_Work order_
Set down each line of the data below exactly.
● ● ●
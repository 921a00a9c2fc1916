//! Service configuration loaded from the environment.

use std::path::PathBuf;
use std::str::FromStr;
use std::time::Duration;

use tracing::warn;

use crate::downloader::{AcceleratorConfig, DEFAULT_CHUNK_SIZE, DEFAULT_MAX_PARALLELISM};
use crate::engine::EngineConfig;
use crate::utils::http_client::DEFAULT_USER_AGENT;

/// Runtime configuration of the relay.
#[derive(Debug, Clone)]
pub struct RelayConfig {
    /// Server bind address
    pub bind_address: String,
    /// Server port
    pub port: u16,
    /// Enable CORS
    pub enable_cors: bool,
    /// Default lifetime of registered references
    pub cache_ttl: Duration,
    /// How often expired references are swept
    pub cache_cleanup_interval: Duration,
    /// Upper bound of concurrent chunk requests per download
    pub max_parallelism: usize,
    /// Smallest ranged chunk in bytes
    pub chunk_size: u64,
    /// User agent sent upstream, both by the HTTP client and by ffmpeg
    pub user_agent: String,
    pub connect_timeout: Duration,
    /// Explicit ffmpeg binary, skips PATH discovery when set
    pub ffmpeg_path: Option<PathBuf>,
    pub log_dir: String,
    /// Prefix for client-facing stream URLs; relative URLs when unset
    pub public_base_url: Option<String>,
}

impl Default for RelayConfig {
    fn default() -> Self {
        Self {
            bind_address: "0.0.0.0".to_string(),
            port: 5180,
            enable_cors: true,
            cache_ttl: Duration::from_secs(3600),
            cache_cleanup_interval: Duration::from_secs(300),
            max_parallelism: DEFAULT_MAX_PARALLELISM,
            chunk_size: DEFAULT_CHUNK_SIZE,
            user_agent: DEFAULT_USER_AGENT.to_string(),
            connect_timeout: Duration::from_secs(10),
            ffmpeg_path: None,
            log_dir: "logs".to_string(),
            public_base_url: None,
        }
    }
}

impl RelayConfig {
    /// Load config from environment variables, falling back to defaults.
    ///
    /// Supported env vars:
    /// - `RELAY_BIND_ADDRESS`, `RELAY_PORT`, `RELAY_ENABLE_CORS`
    /// - `RELAY_CACHE_TTL_SECS`, `RELAY_CACHE_CLEANUP_SECS`
    /// - `RELAY_MAX_PARALLELISM`, `RELAY_CHUNK_SIZE`
    /// - `RELAY_USER_AGENT`, `RELAY_CONNECT_TIMEOUT_SECS`
    /// - `FFMPEG_PATH`, `RELAY_LOG_DIR`, `RELAY_PUBLIC_BASE_URL`
    pub fn from_env_or_default() -> Self {
        Self::from_lookup(|name| std::env::var(name).ok())
    }

    /// Build a config from an arbitrary variable source.
    pub fn from_lookup<F>(lookup: F) -> Self
    where
        F: Fn(&str) -> Option<String>,
    {
        let mut config = Self::default();
        let text = |name: &str| {
            lookup(name)
                .map(|value| value.trim().to_string())
                .filter(|value| !value.is_empty())
        };

        if let Some(bind_address) = text("RELAY_BIND_ADDRESS") {
            config.bind_address = bind_address;
        }
        if let Some(port) = parse_var(&text, "RELAY_PORT") {
            config.port = port;
        }
        if let Some(enable_cors) = parse_var(&text, "RELAY_ENABLE_CORS") {
            config.enable_cors = enable_cors;
        }
        if let Some(secs) = parse_var::<u64>(&text, "RELAY_CACHE_TTL_SECS") {
            config.cache_ttl = Duration::from_secs(secs);
        }
        if let Some(secs) = parse_var::<u64>(&text, "RELAY_CACHE_CLEANUP_SECS")
            && secs > 0
        {
            config.cache_cleanup_interval = Duration::from_secs(secs);
        }
        if let Some(parallelism) = parse_var::<usize>(&text, "RELAY_MAX_PARALLELISM")
            && parallelism > 0
        {
            config.max_parallelism = parallelism;
        }
        if let Some(chunk_size) = parse_var::<u64>(&text, "RELAY_CHUNK_SIZE")
            && chunk_size > 0
        {
            config.chunk_size = chunk_size;
        }
        if let Some(user_agent) = text("RELAY_USER_AGENT") {
            config.user_agent = user_agent;
        }
        if let Some(secs) = parse_var::<u64>(&text, "RELAY_CONNECT_TIMEOUT_SECS") {
            config.connect_timeout = Duration::from_secs(secs);
        }
        if let Some(path) = text("FFMPEG_PATH") {
            config.ffmpeg_path = Some(PathBuf::from(path));
        }
        if let Some(log_dir) = text("RELAY_LOG_DIR") {
            config.log_dir = log_dir;
        }
        if let Some(base) = text("RELAY_PUBLIC_BASE_URL") {
            config.public_base_url = Some(base.trim_end_matches('/').to_string());
        }

        config
    }

    pub fn accelerator(&self) -> AcceleratorConfig {
        AcceleratorConfig {
            max_parallelism: self.max_parallelism,
            min_chunk_size: self.chunk_size,
        }
    }

    pub fn engine(&self) -> EngineConfig {
        EngineConfig {
            binary_path: self.ffmpeg_path.clone(),
            user_agent: self.user_agent.clone(),
            ..EngineConfig::default()
        }
    }
}

fn parse_var<T: FromStr>(text: &impl Fn(&str) -> Option<String>, name: &str) -> Option<T> {
    let raw = text(name)?;
    match raw.parse() {
        Ok(value) => Some(value),
        Err(_) => {
            warn!(variable = name, value = %raw, "Ignoring invalid configuration value");
            None
        }
    }
}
● ● ●
_Result for this task_
repository 921a00a9c2fc1916
//! Service configuration loaded from the environment.

use std::path::PathBuf;
use std::str::FromStr;
use std::time::Duration;

use tracing::warn;

use crate::downloader::{AcceleratorConfig, DEFAULT_CHUNK_SIZE, DEFAULT_MAX_PARALLELISM};
use crate::engine::EngineConfig;
use crate::utils::http_client::DEFAULT_USER_AGENT;

/// Runtime configuration of the relay.
#[derive(Debug, Clone)]
pub struct RelayConfig {
    /// Server bind address
    pub bind_address: String,
    /// Server port
    pub port: u16,
    /// Enable CORS
    pub enable_cors: bool,
    /// Default lifetime of registered references
    pub cache_ttl: Duration,
    /// How often expired references are swept
    pub cache_cleanup_interval: Duration,
    /// Upper bound of concurrent chunk requests per download
    pub max_parallelism: usize,
    /// Smallest ranged chunk in bytes
    pub chunk_size: u64,
    /// User agent sent upstream, both by the HTTP client and by ffmpeg
    pub user_agent: String,
    pub connect_timeout: Duration,
    /// Explicit ffmpeg binary, skips PATH discovery when set
    pub ffmpeg_path: Option<PathBuf>,
    pub log_dir: String,
    /// Prefix for client-facing stream URLs; relative URLs when unset
    pub public_base_url: Option<String>,
}

impl Default for RelayConfig {
    fn default() -> Self {
        Self {
            bind_address: "0.0.0.0".to_string(),
            port: 5180,
            enable_cors: true,
            cache_ttl: Duration::from_secs(3600),
            cache_cleanup_interval: Duration::from_secs(300),
            max_parallelism: DEFAULT_MAX_PARALLELISM,
            chunk_size: DEFAULT_CHUNK_SIZE,
            user_agent: DEFAULT_USER_AGENT.to_string(),
            connect_timeout: Duration::from_secs(10),
            ffmpeg_path: None,
            log_dir: "logs".to_string(),
            public_base_url: None,
        }
    }
}

impl RelayConfig {
    /// Load config from environment variables, falling back to defaults.
    ///
    /// Supported env vars:
    /// - `RELAY_BIND_ADDRESS`, `RELAY_PORT`, `RELAY_ENABLE_CORS`
    /// - `RELAY_CACHE_TTL_SECS`, `RELAY_CACHE_CLEANUP_SECS`
    /// - `RELAY_MAX_PARALLELISM`, `RELAY_CHUNK_SIZE`
    /// - `RELAY_USER_AGENT`, `RELAY_CONNECT_TIMEOUT_SECS`
    /// - `FFMPEG_PATH`, `RELAY_LOG_DIR`, `RELAY_PUBLIC_BASE_URL`
    pub fn from_env_or_default() -> Self {
        Self::from_lookup(|name| std::env::var(name).ok())
    }

    /// Build a config from an arbitrary variable source.
    pub fn from_lookup<F>(lookup: F) -> Self
    where
        F: Fn(&str) -> Option<String>,
    {
        let mut config = Self::default();
        let text = |name: &str| {
            lookup(name)
                .map(|value| value.trim().to_string())
                .filter(|value| !value.is_empty())
        };

        if let Some(bind_address) = text("RELAY_BIND_ADDRESS") {
            config.bind_address = bind_address;
        }
        if let Some(port) = parse_var(&text, "RELAY_PORT") {
            config.port = port;
        }
        if let Some(enable_cors) = parse_var(&text, "RELAY_ENABLE_CORS") {
            config.enable_cors = enable_cors;
        }
        if let Some(secs) = parse_var::<u64>(&text, "RELAY_CACHE_TTL_SECS") {
            config.cache_ttl = Duration::from_secs(secs);
        }
        if let Some(secs) = parse_var::<u64>(&text, "RELAY_CACHE_CLEANUP_SECS")
            && secs > 0
        {
            config.cache_cleanup_interval = Duration::from_secs(secs);
        }
        if let Some(parallelism) = parse_var::<usize>(&text, "RELAY_MAX_PARALLELISM")
            && parallelism > 0
        {
            config.max_parallelism = parallelism;
        }
        if let Some(chunk_size) = parse_var::<u64>(&text, "RELAY_CHUNK_SIZE")
            && chunk_size > 0
        {
            config.chunk_size = chunk_size;
        }
        if let Some(user_agent) = text("RELAY_USER_AGENT") {
            config.user_agent = user_agent;
        }
        if let Some(secs) = parse_var::<u64>(&text, "RELAY_CONNECT_TIMEOUT_SECS") {
            config.connect_timeout = Duration::from_secs(secs);
        }
        if let Some(path) = text("FFMPEG_PATH") {
            config.ffmpeg_path = Some(PathBuf::from(path));
        }
        if let Some(log_dir) = text("RELAY_LOG_DIR") {
            config.log_dir = log_dir;
        }
        if let Some(base) = text("RELAY_PUBLIC_BASE_URL") {
            config.public_base_url = Some(base.trim_end_matches('/').to_string());
        }

        config
    }

    pub fn accelerator(&self) -> AcceleratorConfig {
        AcceleratorConfig {
            max_parallelism: self.max_parallelism,
            min_chunk_size: self.chunk_size,
        }
    }

    pub fn engine(&self) -> EngineConfig {
        EngineConfig {
            binary_path: self.ffmpeg_path.clone(),
            user_agent: self.user_agent.clone(),
            ..EngineConfig::default()
        }
    }
}

fn parse_var<T: FromStr>(text: &impl Fn(&str) -> Option<String>, name: &str) -> Option<T> {
    let raw = text(name)?;
    match raw.parse() {
        Ok(value) => Some(value),
        Err(_) => {
            warn!(variable = name, value = %raw, "Ignoring invalid configuration value");
            None
        }
    }
}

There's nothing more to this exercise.